> _How to complete this task_:
Entries follow. Give back exactly the lines starting at the one containing "fn render_not_found(f: &mut" and ending at the one containing "Paragraph::new(text)", and no other lines.

• • • • •

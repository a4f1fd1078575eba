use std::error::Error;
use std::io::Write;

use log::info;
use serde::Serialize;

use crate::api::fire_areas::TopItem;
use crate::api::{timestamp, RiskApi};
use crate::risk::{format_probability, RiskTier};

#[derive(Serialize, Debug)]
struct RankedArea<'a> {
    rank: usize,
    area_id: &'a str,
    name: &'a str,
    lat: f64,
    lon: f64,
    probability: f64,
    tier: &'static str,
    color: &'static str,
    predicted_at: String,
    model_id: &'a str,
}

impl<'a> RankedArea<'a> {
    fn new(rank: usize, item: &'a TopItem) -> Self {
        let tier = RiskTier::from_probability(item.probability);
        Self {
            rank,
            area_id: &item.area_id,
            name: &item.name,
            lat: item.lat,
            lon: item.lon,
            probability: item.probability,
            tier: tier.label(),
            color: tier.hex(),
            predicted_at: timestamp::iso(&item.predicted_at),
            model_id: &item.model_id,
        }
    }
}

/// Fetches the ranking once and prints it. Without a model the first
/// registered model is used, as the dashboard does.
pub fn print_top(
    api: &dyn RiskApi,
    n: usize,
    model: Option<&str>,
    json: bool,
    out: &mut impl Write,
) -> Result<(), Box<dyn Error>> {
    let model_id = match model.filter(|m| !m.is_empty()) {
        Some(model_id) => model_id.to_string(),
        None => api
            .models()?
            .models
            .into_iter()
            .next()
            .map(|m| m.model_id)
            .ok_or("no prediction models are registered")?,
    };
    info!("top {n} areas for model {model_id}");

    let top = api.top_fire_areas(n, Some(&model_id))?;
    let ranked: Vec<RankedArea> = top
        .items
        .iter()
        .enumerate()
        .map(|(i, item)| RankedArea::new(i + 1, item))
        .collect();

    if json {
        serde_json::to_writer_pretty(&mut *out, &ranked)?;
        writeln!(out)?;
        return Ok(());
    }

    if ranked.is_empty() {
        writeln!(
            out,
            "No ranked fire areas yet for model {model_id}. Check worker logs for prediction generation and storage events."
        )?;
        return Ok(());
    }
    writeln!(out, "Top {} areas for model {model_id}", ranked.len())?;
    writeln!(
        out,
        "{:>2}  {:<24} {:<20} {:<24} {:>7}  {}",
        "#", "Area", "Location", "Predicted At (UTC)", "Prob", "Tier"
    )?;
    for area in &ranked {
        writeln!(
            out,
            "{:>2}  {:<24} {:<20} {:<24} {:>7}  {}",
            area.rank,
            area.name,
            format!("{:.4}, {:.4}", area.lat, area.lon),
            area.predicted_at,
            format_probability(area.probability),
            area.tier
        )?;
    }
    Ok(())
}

• • • • •

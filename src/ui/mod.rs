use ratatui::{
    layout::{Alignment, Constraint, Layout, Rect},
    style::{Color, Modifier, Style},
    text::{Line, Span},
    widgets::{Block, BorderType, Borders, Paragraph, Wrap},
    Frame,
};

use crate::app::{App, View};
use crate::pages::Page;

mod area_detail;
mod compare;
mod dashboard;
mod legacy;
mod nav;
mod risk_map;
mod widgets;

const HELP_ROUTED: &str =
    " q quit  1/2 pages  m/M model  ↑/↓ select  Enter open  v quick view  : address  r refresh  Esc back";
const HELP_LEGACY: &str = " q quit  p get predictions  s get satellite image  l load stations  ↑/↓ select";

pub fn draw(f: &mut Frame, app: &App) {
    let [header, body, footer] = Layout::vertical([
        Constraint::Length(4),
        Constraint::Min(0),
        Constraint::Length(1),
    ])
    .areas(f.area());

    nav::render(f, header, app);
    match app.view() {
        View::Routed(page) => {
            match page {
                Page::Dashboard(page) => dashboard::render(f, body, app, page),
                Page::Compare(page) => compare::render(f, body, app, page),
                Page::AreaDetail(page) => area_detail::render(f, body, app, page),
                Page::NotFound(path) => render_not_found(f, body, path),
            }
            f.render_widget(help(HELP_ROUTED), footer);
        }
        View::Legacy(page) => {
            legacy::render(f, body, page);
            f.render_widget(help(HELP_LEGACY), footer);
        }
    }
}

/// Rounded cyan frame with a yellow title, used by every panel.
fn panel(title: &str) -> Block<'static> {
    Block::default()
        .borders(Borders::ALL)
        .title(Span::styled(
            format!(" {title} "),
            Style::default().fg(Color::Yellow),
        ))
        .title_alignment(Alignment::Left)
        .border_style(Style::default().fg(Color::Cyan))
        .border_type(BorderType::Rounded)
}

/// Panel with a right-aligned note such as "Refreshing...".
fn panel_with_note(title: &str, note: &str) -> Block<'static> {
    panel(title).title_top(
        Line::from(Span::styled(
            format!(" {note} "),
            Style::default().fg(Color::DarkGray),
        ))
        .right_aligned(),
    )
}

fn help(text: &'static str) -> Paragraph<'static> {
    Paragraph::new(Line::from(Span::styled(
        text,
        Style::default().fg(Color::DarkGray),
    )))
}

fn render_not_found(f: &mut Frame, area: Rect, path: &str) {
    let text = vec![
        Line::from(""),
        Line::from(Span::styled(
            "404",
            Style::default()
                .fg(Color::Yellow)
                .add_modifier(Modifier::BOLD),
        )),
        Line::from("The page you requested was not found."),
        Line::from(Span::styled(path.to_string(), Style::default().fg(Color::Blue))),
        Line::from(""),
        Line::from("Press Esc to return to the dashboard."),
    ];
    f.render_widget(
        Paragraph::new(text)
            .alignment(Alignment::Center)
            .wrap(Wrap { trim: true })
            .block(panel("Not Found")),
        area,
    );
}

• • • • •

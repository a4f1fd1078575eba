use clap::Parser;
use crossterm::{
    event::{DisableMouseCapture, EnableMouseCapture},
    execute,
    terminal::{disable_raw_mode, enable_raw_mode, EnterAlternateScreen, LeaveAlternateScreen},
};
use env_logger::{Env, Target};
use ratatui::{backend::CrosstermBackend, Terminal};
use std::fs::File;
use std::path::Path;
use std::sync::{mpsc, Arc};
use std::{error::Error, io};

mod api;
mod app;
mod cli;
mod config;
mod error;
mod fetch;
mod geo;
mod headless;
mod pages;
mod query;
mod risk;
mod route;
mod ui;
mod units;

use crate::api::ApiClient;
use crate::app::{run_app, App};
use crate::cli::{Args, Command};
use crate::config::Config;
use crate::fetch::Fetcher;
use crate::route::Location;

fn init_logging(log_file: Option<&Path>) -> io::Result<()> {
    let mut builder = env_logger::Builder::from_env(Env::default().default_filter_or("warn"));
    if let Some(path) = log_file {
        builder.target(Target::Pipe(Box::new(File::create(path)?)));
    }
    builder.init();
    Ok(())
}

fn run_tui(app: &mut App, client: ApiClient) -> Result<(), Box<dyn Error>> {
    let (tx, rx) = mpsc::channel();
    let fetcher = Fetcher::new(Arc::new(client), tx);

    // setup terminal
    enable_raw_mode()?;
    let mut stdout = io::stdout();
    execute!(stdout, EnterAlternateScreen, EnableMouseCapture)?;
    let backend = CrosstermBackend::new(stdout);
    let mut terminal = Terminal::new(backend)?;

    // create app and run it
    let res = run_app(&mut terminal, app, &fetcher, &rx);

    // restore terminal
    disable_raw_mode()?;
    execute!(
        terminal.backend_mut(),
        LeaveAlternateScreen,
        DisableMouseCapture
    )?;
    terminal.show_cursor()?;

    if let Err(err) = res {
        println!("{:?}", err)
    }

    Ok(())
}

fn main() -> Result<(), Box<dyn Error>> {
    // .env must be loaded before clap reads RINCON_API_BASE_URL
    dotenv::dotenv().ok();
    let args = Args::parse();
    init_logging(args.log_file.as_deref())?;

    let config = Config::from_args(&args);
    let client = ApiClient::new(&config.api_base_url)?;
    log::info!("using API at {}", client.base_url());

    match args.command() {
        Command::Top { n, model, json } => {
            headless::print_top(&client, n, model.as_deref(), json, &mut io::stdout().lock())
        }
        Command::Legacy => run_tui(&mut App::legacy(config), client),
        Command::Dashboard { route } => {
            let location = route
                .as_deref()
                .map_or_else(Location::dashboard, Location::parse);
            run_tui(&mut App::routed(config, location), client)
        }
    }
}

• • • • •

> _Response to the task_:
fn render_not_found(f: &mut Frame, area: Rect, path: &str) {
    let text = vec![
        Line::from(""),
        Line::from(Span::styled(
            "404",
            Style::default()
                .fg(Color::Yellow)
                .add_modifier(Modifier::BOLD),
        )),
        Line::from("The page you requested was not found."),
        Line::from(Span::styled(path.to_string(), Style::default().fg(Color::Blue))),
        Line::from(""),
        Line::from("Press Esc to return to the dashboard."),
    ];
    f.render_widget(
        Paragraph::new(text)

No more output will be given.